MIMD supercomputers, software, and issues Parallel Supercomputing in MIMD Architectures is devoted to supercomputing on a wide variety of Multiple-Instruction-Multiple-Data (MIMD)-class parallel machines. The book describes architectural concepts, commercial and research hardware implementations, major programming concepts, algorithmic methods, representative applications, and benefits and drawbacks. Commercial machines described include Connection Machine 5, NCUBE, Butterfly, Meiko, Intel iPSC, iPSC/2 and iWarp, DSP3, Multimax, Sequent, and Teradata. Research machines covered include the J-Machine, PAX, Concert, and ASP.
Operating systems, languages, translating sequential programs to parallel, and semiautomatic parallelizing are aspects of MIMD software addressed in Parallel Supercomputing in MIMD Architectures. MIMD issues such as scalability, partitioning, processor utilization, and heterogenous networks are discussed as well.

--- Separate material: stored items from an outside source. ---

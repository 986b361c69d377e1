use serde::{Deserialize, Serialize};
use std::env;
use std::path::PathBuf;
use std::str::FromStr;

use crate::config::env_or;

pub const DEFAULT_MEDIA_ROOT: &str = "./media";
pub const DEFAULT_MEDIA_URL: &str = "/media/";
/// 10 MiB
pub const DEFAULT_MAX_UPLOAD_BYTES: usize = 10 * 1024 * 1024;

#[derive(Debug, Clone, Copy, PartialEq, Eq, Default, Serialize, Deserialize)]
#[serde(rename_all = "lowercase")]
pub enum MediaBackend {
    #[default]
    Local,
    S3,
}

impl FromStr for MediaBackend {
    type Err = anyhow::Error;

    fn from_str(s: &str) -> Result<Self, Self::Err> {
        match s.trim().to_lowercase().as_str() {
            "local" | "fs" => Ok(Self::Local),
            "s3" => Ok(Self::S3),
            other => anyhow::bail!("Unknown MEDIA_BACKEND '{}': expected local or s3", other),
        }
    }
}

#[derive(Debug, Clone, Serialize, Deserialize)]
pub struct MediaConfig {
    pub backend: MediaBackend,
    /// Directory for the local backend
    pub root: PathBuf,
    /// Public prefix prepended to stored keys
    pub url: String,
    pub max_upload_bytes: usize,
    pub s3: S3Config,
}

impl Default for MediaConfig {
    fn default() -> Self {
        Self {
            backend: MediaBackend::Local,
            root: PathBuf::from(DEFAULT_MEDIA_ROOT),
            url: DEFAULT_MEDIA_URL.to_string(),
            max_upload_bytes: DEFAULT_MAX_UPLOAD_BYTES,
            s3: S3Config::default(),
        }
    }
}

impl MediaConfig {
    pub fn from_env() -> anyhow::Result<Self> {
        Ok(Self {
            backend: env_or("MEDIA_BACKEND", MediaBackend::Local)?,
            root: env::var("MEDIA_ROOT")
                .map(PathBuf::from)
                .unwrap_or_else(|_| PathBuf::from(DEFAULT_MEDIA_ROOT)),
            url: env::var("MEDIA_URL").unwrap_or_else(|_| DEFAULT_MEDIA_URL.to_string()),
            max_upload_bytes: env_or("MEDIA_MAX_UPLOAD_BYTES", DEFAULT_MAX_UPLOAD_BYTES)?,
            s3: S3Config::from_env(),
        })
    }

    /// Local filesystem media rooted at `root`, e.g. a test temp dir
    pub fn local(root: impl Into<PathBuf>) -> Self {
        Self {
            root: root.into(),
            ..Self::default()
        }
    }

    pub fn validate(&self) -> anyhow::Result<()> {
        if self.max_upload_bytes == 0 {
            anyhow::bail!("MEDIA_MAX_UPLOAD_BYTES must be greater than 0");
        }
        if self.backend == MediaBackend::S3 && self.s3.bucket.is_empty() {
            anyhow::bail!("S3_BUCKET cannot be empty when MEDIA_BACKEND=s3");
        }
        Ok(())
    }

    /// Public URL for a stored key
    pub fn public_url(&self, key: &str) -> String {
        if self.url.ends_with('/') {
            format!("{}{}", self.url, key)
        } else {
            format!("{}/{}", self.url, key)
        }
    }
}

#[derive(Debug, Clone, Serialize, Deserialize)]
pub struct S3Config {
    pub endpoint: Option<String>,
    pub region: String,
    pub bucket: String,
    #[serde(skip_serializing)]
    pub access_key: String,
    #[serde(skip_serializing)]
    pub secret_key: String,
    pub path_style: bool,
}

impl Default for S3Config {
    fn default() -> Self {
        Self {
            endpoint: None,
            region: "us-east-1".to_string(),
            bucket: "herdbook-media".to_string(),
            access_key: String::new(),
            secret_key: String::new(),
            path_style: false,
        }
    }
}

impl S3Config {
    pub fn from_env() -> Self {
        let defaults = Self::default();
        Self {
            endpoint: env::var("S3_ENDPOINT").ok(),
            region: env::var("S3_REGION").unwrap_or(defaults.region),
            bucket: env::var("S3_BUCKET").unwrap_or(defaults.bucket),
            access_key: env::var("S3_ACCESS_KEY")
                .or_else(|_| env::var("AWS_ACCESS_KEY_ID"))
                .unwrap_or_default(),
            secret_key: env::var("S3_SECRET_KEY")
                .or_else(|_| env::var("AWS_SECRET_ACCESS_KEY"))
                .unwrap_or_default(),
            path_style: env::var("S3_PATH_STYLE")
                .ok()
                .and_then(|v| v.parse().ok())
                .unwrap_or(false),
        }
    }
}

Packed with important information and richly illustrated with diagrams and tables, Parallel Supercomputing in MIMD Architectures is an essential reference for computer professionals, program managers, applications system designers, scientists, engineers, and students in the computer sciences.
A good literature survey, detailing the great MIMD machines of the twentieth century's last score years: the J-Machine, the CM-5, the iWarp and a beautiful hexagonal unidirectional systolic lattice thereof, the simple elegance of the nCUBE ("Two NCUBE networks of the same dimension can be merged to form an NCUBE network of the next dimension", though of course we have only three dimensions within which to embed, and thus the mundane problem of wiring comes to the forefront, especially due to the NCUBE's single clock) and the logarithmic fanout, the Butterfly network (no mention of Omega, Delta etc networks), the introduction of NI's and flits to the literature. The latter portion, covering MIMD technique, is rather too dated to be useful -- better literature collections are available in David Bader's Petascale Computing or SIAM's Parallel Processing for Scientific Computing.
Excellent coverage of systolic machines and effects of interconnect topology upon dataflow algorithms; this was the height of their popularity.